A meal at Come a Casa isn't for anyone with issues around personal space – you feel like you're elbow-to-elbow and knee-to-knee with pretty much everyone else in the place. But if you like cheese and wine and perfect pasta in a sweet little neighbourhood joint that's worth crossing town for, you're in luck. It really is tiny – not more than 20 seats around tightly-wedged folding metal tables balancing glassware and mismatched vintage floral crockery, in a square room with bare brick walls and shelves of dried pasta and preserves. This makes accommodating shopping bags or getting up to go to the loo a bit of a logistical challenge – let alone weaving your way about carrying plates of food, if you're on that end of the business. No matter – the food is exceptional, which is even more impressive given that it comes out of a kitchen the size of most people's worktops. All thanks to chef Flavia Frederici and her partner Gianluca Tamorri, expat Italians who are working wonders with the space and through connections with Italian, often Tuscan, producers.
The menu is small, to match the size of the space. There's a handful of starters and sharing plates that are mostly variations on cheese and charcuterie mixed with salads – and what cheese and meat. The evocative names – capocollo, mortadella di prato, finocchiona, mozzarella di Bufala – recall Mediterranean lunches, and each flavour is deep and distinct. We shared a generous board of Umbrian pecorino cheese – firm and salty and utterly delicious, some wedges spicier, some creamier, one smokier and coated in ash. These were teamed with a fruity preserve then crumbled and wedged into slices of a warm seeded homemade brown baguette that came to the table in its own little paper bag.
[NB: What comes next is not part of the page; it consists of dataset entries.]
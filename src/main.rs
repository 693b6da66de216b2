// Incident Insights API v0.1
use axum::{
    routing::{get, post},
    Router,
};
use std::net::SocketAddr;
use std::sync::Arc;
use tower_http::cors::{Any, CorsLayer};
use tracing_subscriber::{layer::SubscriberExt, util::SubscriberInitExt};
use utoipa::OpenApi;
use utoipa_swagger_ui::SwaggerUi;

mod config;
mod data;
mod errors;
mod helpers;
mod routes;
mod services;

use config::AppConfig;
use data::loader::NormalizeOptions;
use data::store::DatasetCache;
use routes::incidents::AppState;
use services::landmask::CoarseLandMask;
use services::weather::{WeatherCache, WeatherClient};

/// Incident Insights API — OpenAPI specification.
#[derive(OpenApi)]
#[openapi(
    info(
        title = "Incident Insights API",
        version = "0.1.0",
        description = "Analytics over a NERIS-style incident-report extract. \
            Normalizes the raw CSV once at startup, serves filtered record \
            pages with cascading filter options and aggregate tables, and \
            correlates the busiest days with daily weather observations.",
        license(name = "MIT"),
    ),
    tags(
        (name = "Health", description = "Service health check"),
        (name = "Dataset", description = "Loaded dataset provenance"),
        (name = "Incidents", description = "Filtered queries and day deep dives"),
        (name = "Correlation", description = "Busiest-day weather correlation"),
    ),
    paths(
        routes::health::health_check,
        routes::dataset::get_dataset_summary,
        routes::dataset::reload_dataset,
        routes::incidents::query_incidents,
        routes::incidents::get_day_detail,
        routes::correlation::run_correlation,
    ),
    components(
        schemas(
            routes::health::HealthResponse,
            routes::dataset::DatasetResponse,
            routes::incidents::QueryRequest,
            routes::incidents::QueryResponse,
            routes::incidents::Aggregates,
            routes::incidents::MapCenter,
            routes::incidents::DayDetailResponse,
            routes::correlation::CorrelationRequest,
            routes::correlation::CorrelationResponse,
            data::models::IncidentRecord,
            data::models::FilterCriteria,
            data::models::LocationFilter,
            data::models::DailyAggregate,
            data::models::WeatherSample,
            services::filter::CascadeOptions,
            services::aggregate::HourCount,
            services::aggregate::CategoryShare,
            services::aggregate::ValueCount,
            services::aggregate::AlarmPresenceRates,
            services::correlate::DayCorrelation,
            errors::ErrorResponse,
        )
    )
)]
struct ApiDoc;

#[tokio::main]
async fn main() {
    // Initialize tracing
    tracing_subscriber::registry()
        .with(
            tracing_subscriber::EnvFilter::try_from_default_env()
                .unwrap_or_else(|_| "incident_insights_api=debug,tower_http=debug".into()),
        )
        .with(tracing_subscriber::fmt::layer())
        .init();

    let config = AppConfig::from_env();

    // Load and normalize the dataset. A missing file or missing required
    // column means nothing sensible can be served; bail out.
    let data_file = std::path::PathBuf::from(&config.data_file);
    let classifier = CoarseLandMask;
    let normalize = NormalizeOptions {
        require_positive_durations: config.strict_durations,
    };
    let dataset_cache = DatasetCache::new();
    let dataset = match dataset_cache.load(&data_file, &classifier, normalize) {
        Ok(dataset) => dataset,
        Err(e) => {
            tracing::error!("Failed to load dataset from {}: {}", config.data_file, e);
            std::process::exit(1);
        }
    };
    if dataset.records.is_empty() {
        tracing::warn!(
            "Dataset {} has no usable rows ({} dropped)",
            config.data_file,
            dataset.dropped_rows
        );
    }

    let weather_client = config
        .openweather_api_key
        .as_deref()
        .map(|key| WeatherClient::new(&config.openweather_base_url, key));
    if weather_client.is_none() {
        tracing::warn!("OPENWEATHER_API_KEY not set, weather correlation disabled");
    }

    let app_state = AppState {
        dataset: Arc::new(std::sync::RwLock::new(dataset)),
        dataset_cache: Arc::new(dataset_cache),
        data_file: Arc::new(data_file),
        classifier: Arc::new(classifier),
        normalize,
        weather_client,
        weather_cache: Arc::new(WeatherCache::new()),
    };

    // CORS — query endpoints are POST with a JSON body
    let cors = CorsLayer::new()
        .allow_origin(Any)
        .allow_methods([axum::http::Method::GET, axum::http::Method::POST])
        .allow_headers(Any);

    let app = Router::new()
        .route("/api/v1/health", get(routes::health::health_check))
        .route("/api/v1/dataset", get(routes::dataset::get_dataset_summary))
        .route(
            "/api/v1/dataset/reload",
            post(routes::dataset::reload_dataset),
        )
        .route(
            "/api/v1/incidents/query",
            post(routes::incidents::query_incidents),
        )
        .route(
            "/api/v1/incidents/day/:date",
            get(routes::incidents::get_day_detail),
        )
        .route(
            "/api/v1/correlation",
            post(routes::correlation::run_correlation),
        )
        .with_state(app_state)
        .merge(SwaggerUi::new("/swagger-ui").url("/api-docs/openapi.json", ApiDoc::openapi()))
        .layer(cors);

    // Start server
    let addr = SocketAddr::from(([0, 0, 0, 0], config.port));
    tracing::info!("API server listening on {}", addr);
    tracing::info!(
        "Swagger UI available at http://localhost:{}/swagger-ui/",
        config.port
    );

    let listener = tokio::net::TcpListener::bind(addr)
        .await
        .expect("Failed to bind TCP listener");
    axum::serve(listener, app)
        .await
        .expect("Server terminated unexpectedly");
}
With a couple of fruity glasses of Montepulciano (the wine list covers French and Italian vintages), it was a winning beginning.
Then the mains – you pick from a daily lasagne, daily special, daily soup, and an aubergine gratin, and that's it. We had a pesto lasagne and the plat du jour – langoustine ravioli. Somehow, both contrived to be light as air, the fluffy, creamy fillings between silky sheets of handmade pasta mixing gorgeously with piquant tomatoes and leaves of rocket, make plates of simple satisfaction. With a simple homemade panna cotta to share and coffees to follow, it was all neat, sweet and generally delightful – a definite favourite.